Face à la menace terroriste, il a battu en brèche l’idée qu’une Troisième Guerre mondiale était engagée contre l’État islamique : « des grappes de combattants à l’arrière de pick-up et des esprits malades complotant dans des appartements ou des garages posent, certes, un énorme danger pour les civils, mais ils ne représentent pas, comme Daech veut le faire croire, une menace existentielle pour notre Nation ». Paroles empreintes de sagesse qui mettent en perspective une réponse calibrée et adéquate aux défis de l’État islamique. En comparaison, les réponses des candidats républicains font froid dans le dos et laissent craindre un engrenage de la violence incontrôlée.
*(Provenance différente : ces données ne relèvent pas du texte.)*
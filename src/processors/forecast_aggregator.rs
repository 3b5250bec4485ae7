use crate::error::{ForecastError, Result};
use crate::models::{DayBucket, DayBuckets, DaySummary, ForecastSample};
use crate::utils::constants::{DEFAULT_DAILY_DAYS, DEFAULT_HOURLY_WINDOW};
use crate::utils::{mean, round_half_up};
use chrono::NaiveDate;
use std::collections::HashMap;
use tracing::debug;

/// Turns a time-ordered run of 3-hour samples into day summaries and an hourly window.
///
/// Holds only window settings; every method is a pure function of its input.
#[derive(Debug, Clone, Copy)]
pub struct ForecastAggregator {
    daily_days: usize,
    hourly_window: usize,
    skip_first_day: bool,
}

impl ForecastAggregator {
    pub fn new() -> Self {
        Self {
            daily_days: DEFAULT_DAILY_DAYS,
            hourly_window: DEFAULT_HOURLY_WINDOW,
            skip_first_day: true,
        }
    }

    pub fn with_daily_days(mut self, daily_days: usize) -> Self {
        self.daily_days = daily_days;
        self
    }

    pub fn with_hourly_window(mut self, hourly_window: usize) -> Self {
        self.hourly_window = hourly_window;
        self
    }

    pub fn with_skip_first_day(mut self, skip_first_day: bool) -> Self {
        self.skip_first_day = skip_first_day;
        self
    }

    /// Bucket samples by UTC calendar day, keeping first-occurrence order of the days.
    pub fn group_by_day<'a>(&self, samples: &'a [ForecastSample]) -> DayBuckets<'a> {
        let mut buckets = DayBuckets::new();
        for sample in samples {
            buckets.push(sample.date(), sample);
        }

        debug!(
            samples = samples.len(),
            days = buckets.len(),
            "Grouped forecast samples by day"
        );
        buckets
    }

    /// Aggregate one day's samples. An empty bucket is a caller error.
    pub fn summarize_day(&self, bucket: &DayBucket<'_>) -> Result<DaySummary> {
        let first = bucket.samples.first().ok_or_else(|| {
            ForecastError::InvalidArgument(format!("Cannot summarize empty bucket for {}", bucket.date))
        })?;

        Ok(summarize(bucket.date, first, &bucket.samples))
    }

    /// Day summaries for the daily view: the partial first day is skipped and
    /// at most `daily_days` days follow. Short forecasts yield fewer entries.
    pub fn build_daily_forecast(&self, samples: &[ForecastSample]) -> Vec<DaySummary> {
        let buckets = self.group_by_day(samples);
        let skip = usize::from(self.skip_first_day);

        // Every bucket from group_by_day opens with the sample that created it
        let summaries: Vec<DaySummary> = buckets
            .iter()
            .skip(skip)
            .take(self.daily_days)
            .filter_map(|bucket| {
                bucket
                    .samples
                    .first()
                    .map(|first| summarize(bucket.date, first, &bucket.samples))
            })
            .collect();

        debug!(days = summaries.len(), "Built daily forecast");
        summaries
    }

    /// Leading samples covering the next day (8 × 3h by default), in input order.
    pub fn select_hourly_window<'a>(&self, samples: &'a [ForecastSample]) -> &'a [ForecastSample] {
        &samples[..self.hourly_window.min(samples.len())]
    }

    /// Samples for a single day, for a per-day breakdown.
    pub fn day_bucket<'a>(
        &self,
        samples: &'a [ForecastSample],
        date: NaiveDate,
    ) -> Result<DayBucket<'a>> {
        let buckets = self.group_by_day(samples);
        buckets
            .get(&date)
            .cloned()
            .ok_or(ForecastError::DayNotFound { date })
    }
}

impl Default for ForecastAggregator {
    fn default() -> Self {
        Self::new()
    }
}

fn summarize(date: NaiveDate, first: &ForecastSample, samples: &[&ForecastSample]) -> DaySummary {
    let mut temp_min = first.temp_min;
    let mut temp_max = first.temp_max;
    let mut max_pop = first.precip_probability;

    for sample in samples {
        temp_min = temp_min.min(sample.temp_min);
        temp_max = temp_max.max(sample.temp_max);
        max_pop = max_pop.max(sample.precip_probability);
    }

    let avg_humidity = mean(samples.iter().map(|s| f64::from(s.humidity))).unwrap_or(0.0);
    let mean_wind = mean(samples.iter().map(|s| s.wind_speed)).unwrap_or(0.0);

    DaySummary {
        date,
        temp_min,
        temp_max,
        avg_humidity: round_half_up(avg_humidity),
        avg_wind_speed: round_half_up(mean_wind) as f64,
        mean_wind_speed: mean_wind,
        max_precip_probability: round_half_up(max_pop * 100.0),
        icon: representative_icon(samples),
    }
}

/// Most frequent icon; on a tie the icon that reached the count first keeps the lead.
fn representative_icon(samples: &[&ForecastSample]) -> String {
    let mut counts: HashMap<&str, usize> = HashMap::new();
    let mut leader = samples.first().map(|s| s.icon.as_str()).unwrap_or_default();
    let mut leader_count = 0;

    for sample in samples {
        let count = counts.entry(sample.icon.as_str()).or_insert(0);
        *count += 1;

        if *count > leader_count {
            leader_count = *count;
            leader = sample.icon.as_str();
        }
    }

    leader.to_string()
}

#[cfg(test)]
mod tests {
    use super::*;
    use crate::models::ForecastSampleBuilder;
    use crate::utils::constants::SAMPLE_INTERVAL_SECS;

    // 2024-01-01T00:00:00Z
    const DAY_ONE: i64 = 1_704_067_200;

    fn sample(timestamp: i64, icon: &str) -> ForecastSample {
        ForecastSampleBuilder::new()
            .timestamp(timestamp)
            .temperatures(5.0, 10.0, 15.0)
            .humidity(60)
            .wind_speed(3.0)
            .condition(icon, "test")
            .build()
            .unwrap()
    }

    fn run(start: i64, count: usize) -> Vec<ForecastSample> {
        (0..count)
            .map(|i| sample(start + i as i64 * SAMPLE_INTERVAL_SECS, "01d"))
            .collect()
    }

    #[test]
    fn test_group_by_day_empty() {
        let aggregator = ForecastAggregator::new();
        let buckets = aggregator.group_by_day(&[]);
        assert!(buckets.is_empty());
    }

    #[test]
    fn test_group_by_day_keys_in_first_occurrence_order() {
        let aggregator = ForecastAggregator::new();
        // Starts at 21:00 so the first day holds a single sample
        let samples = run(DAY_ONE + 21 * 3600, 10);
        let buckets = aggregator.group_by_day(&samples);

        assert_eq!(buckets.keys(), vec!["2024-01-01", "2024-01-02", "2024-01-03"]);
        let sizes: Vec<usize> = buckets.iter().map(DayBucket::len).collect();
        assert_eq!(sizes, vec![1, 8, 1]);
    }

    #[test]
    fn test_summarize_day_statistics() {
        let aggregator = ForecastAggregator::new();
        let samples = vec![
            ForecastSampleBuilder::new()
                .timestamp(DAY_ONE)
                .temperatures(2.0, 4.0, 6.0)
                .humidity(70)
                .wind_speed(2.0)
                .precip_probability(0.2)
                .condition("04d", "overcast clouds")
                .build()
                .unwrap(),
            ForecastSampleBuilder::new()
                .timestamp(DAY_ONE + SAMPLE_INTERVAL_SECS)
                .temperatures(-1.5, 3.0, 4.0)
                .humidity(75)
                .wind_speed(3.0)
                .precip_probability(0.67)
                .condition("10d", "light rain")
                .build()
                .unwrap(),
            ForecastSampleBuilder::new()
                .timestamp(DAY_ONE + 2 * SAMPLE_INTERVAL_SECS)
                .temperatures(1.0, 8.0, 9.5)
                .humidity(80)
                .wind_speed(4.0)
                .precip_probability(0.0)
                .condition("04d", "overcast clouds")
                .build()
                .unwrap(),
        ];

        let buckets = aggregator.group_by_day(&samples);
        let summary = aggregator.summarize_day(buckets.iter().next().unwrap()).unwrap();

        assert_eq!(summary.date, NaiveDate::from_ymd_opt(2024, 1, 1).unwrap());
        assert_eq!(summary.temp_min, -1.5);
        assert_eq!(summary.temp_max, 9.5);
        assert_eq!(summary.avg_humidity, 75);
        assert_eq!(summary.avg_wind_speed, 3.0);
        assert_eq!(summary.max_precip_probability, 67);
        assert_eq!(summary.icon, "04d");
    }

    #[test]
    fn test_summarize_day_rounds_means_half_up() {
        let aggregator = ForecastAggregator::new();
        let samples = vec![
            ForecastSampleBuilder::new().timestamp(DAY_ONE).humidity(60).wind_speed(2.0).build().unwrap(),
            ForecastSampleBuilder::new()
                .timestamp(DAY_ONE + SAMPLE_INTERVAL_SECS)
                .humidity(61)
                .wind_speed(3.0)
                .build()
                .unwrap(),
        ];

        let buckets = aggregator.group_by_day(&samples);
        let summary = aggregator.summarize_day(buckets.iter().next().unwrap()).unwrap();

        // 60.5 -> 61 and 2.5 -> 3
        assert_eq!(summary.avg_humidity, 61);
        assert_eq!(summary.avg_wind_speed, 3.0);
    }

    #[test]
    fn test_summarize_empty_bucket_is_invalid_argument() {
        let aggregator = ForecastAggregator::new();
        let bucket = DayBucket::new(NaiveDate::from_ymd_opt(2024, 1, 1).unwrap(), vec![]);
        assert!(matches!(
            aggregator.summarize_day(&bucket),
            Err(ForecastError::InvalidArgument(_))
        ));
    }

    #[test]
    fn test_icon_tie_goes_to_first_to_reach_count() {
        let icons = ["02d", "01d", "01d", "02d", "03d", "03d", "03d", "02d"];
        let samples: Vec<ForecastSample> = icons
            .iter()
            .enumerate()
            .map(|(i, icon)| sample(DAY_ONE + i as i64 * SAMPLE_INTERVAL_SECS, icon))
            .collect();
        let refs: Vec<&ForecastSample> = samples.iter().collect();

        // 03d reaches 3 before 02d does
        assert_eq!(representative_icon(&refs), "03d");
        // Up to index 3: 01d reaches 2 before 02d
        assert_eq!(representative_icon(&refs[..4]), "01d");
        assert_eq!(representative_icon(&refs[..1]), "02d");
    }

    #[test]
    fn test_build_daily_forecast_skips_first_day() {
        let aggregator = ForecastAggregator::new();
        let samples = run(DAY_ONE, 40);
        let daily = aggregator.build_daily_forecast(&samples);

        assert_eq!(daily.len(), 4);
        assert_eq!(daily[0].date, NaiveDate::from_ymd_opt(2024, 1, 2).unwrap());
        assert_eq!(daily[3].date, NaiveDate::from_ymd_opt(2024, 1, 5).unwrap());
    }

    #[test]
    fn test_build_daily_forecast_caps_at_window() {
        let aggregator = ForecastAggregator::new();
        // 7 distinct days: skip one, keep five
        let samples = run(DAY_ONE, 56);
        let daily = aggregator.build_daily_forecast(&samples);
        assert_eq!(daily.len(), 5);
        assert_eq!(daily[4].date, NaiveDate::from_ymd_opt(2024, 1, 6).unwrap());
    }

    #[test]
    fn test_build_daily_forecast_single_day_is_empty() {
        let aggregator = ForecastAggregator::new();
        assert!(aggregator.build_daily_forecast(&run(DAY_ONE, 8)).is_empty());
        assert!(aggregator.build_daily_forecast(&[]).is_empty());
    }

    #[test]
    fn test_build_daily_forecast_without_skip() {
        let aggregator = ForecastAggregator::new().with_skip_first_day(false).with_daily_days(2);
        let daily = aggregator.build_daily_forecast(&run(DAY_ONE, 40));
        assert_eq!(daily.len(), 2);
        assert_eq!(daily[0].date, NaiveDate::from_ymd_opt(2024, 1, 1).unwrap());
    }

    #[test]
    fn test_select_hourly_window() {
        let aggregator = ForecastAggregator::new();
        let samples = run(DAY_ONE, 12);
        let window = aggregator.select_hourly_window(&samples);
        assert_eq!(window.len(), 8);
        assert_eq!(window, &samples[..8]);

        let short = run(DAY_ONE, 3);
        assert_eq!(aggregator.select_hourly_window(&short), short.as_slice());
        assert!(aggregator.select_hourly_window(&[]).is_empty());
    }

    #[test]
    fn test_day_bucket_lookup() {
        let aggregator = ForecastAggregator::new();
        let samples = run(DAY_ONE, 16);

        let bucket = aggregator
            .day_bucket(&samples, NaiveDate::from_ymd_opt(2024, 1, 2).unwrap())
            .unwrap();
        assert_eq!(bucket.len(), 8);
        assert_eq!(bucket.key(), "2024-01-02");

        let missing = aggregator.day_bucket(&samples, NaiveDate::from_ymd_opt(2024, 2, 1).unwrap());
        assert!(matches!(missing, Err(ForecastError::DayNotFound { .. })));
    }

    #[test]
    fn test_daily_forecast_matches_per_day_summaries() {
        let aggregator = ForecastAggregator::new();
        // Starts at 15:00 so the skipped first day is partial
        let samples = run(DAY_ONE + 15 * 3600, 30);

        let daily = aggregator.build_daily_forecast(&samples);
        let expected: Vec<DaySummary> = aggregator
            .group_by_day(&samples)
            .iter()
            .skip(1)
            .take(5)
            .map(|bucket| aggregator.summarize_day(bucket).unwrap())
            .collect();

        assert_eq!(daily.len(), 4);
        assert_eq!(daily, expected);
    }

    #[test]
    fn test_summary_keeps_exact_mean_wind() {
        let aggregator = ForecastAggregator::new();
        let samples: Vec<ForecastSample> = [3.0, 3.5, 3.7]
            .iter()
            .enumerate()
            .map(|(i, &speed)| {
                ForecastSampleBuilder::new()
                    .timestamp(DAY_ONE + i as i64 * SAMPLE_INTERVAL_SECS)
                    .wind_speed(speed)
                    .build()
                    .unwrap()
            })
            .collect();

        let bucket = aggregator.day_bucket(&samples, NaiveDate::from_ymd_opt(2024, 1, 1).unwrap()).unwrap();
        let summary = aggregator.summarize_day(&bucket).unwrap();

        assert_eq!(summary.avg_wind_speed, 3.0);
        assert!((summary.mean_wind_speed - 3.4).abs() < 1e-9);
    }
}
Sur le plan intérieur, le bilan économique d’Obama est excellent. Il a pris un pays en pleine crise et rendra un pays en bonne santé. Il a entre autres sauvé l’industrie automobile américaine et ramené le chômage est au plus bas. Mais il n’a pas empêché le creusement des inégalités et l’Amérique n’est toujours pas un pays où la question raciale est réglée. Du fait d’une décision de la Cour suprême en 2010, le poids de l’argent dans les élections pèse encore davantage qu’auparavant.


La réforme du système de santé Obamacare est quasi révolutionnaire aux États-Unis et mettra fin à une grave source d’injustice. Obama a également lancé des chantiers très importants de lutte contre le cancer (qui au passage fait quand même beaucoup plus de victimes que le terrorisme) et de contrôle sur les armes à feu. Il faudra voir s’il parvient à un progrès avant la fin de son mandat.


Si Obama n’a pas réalisé tout ce que l’on pouvait espérer, y compris d’un point de vue réaliste, il aura néanmoins obtenu des succès certains et évité de nouvelles catastrophes majeures. Même ceux qui sont déçus par son bilan le regretteront amèrement si un candidat républicain l’emporte en novembre.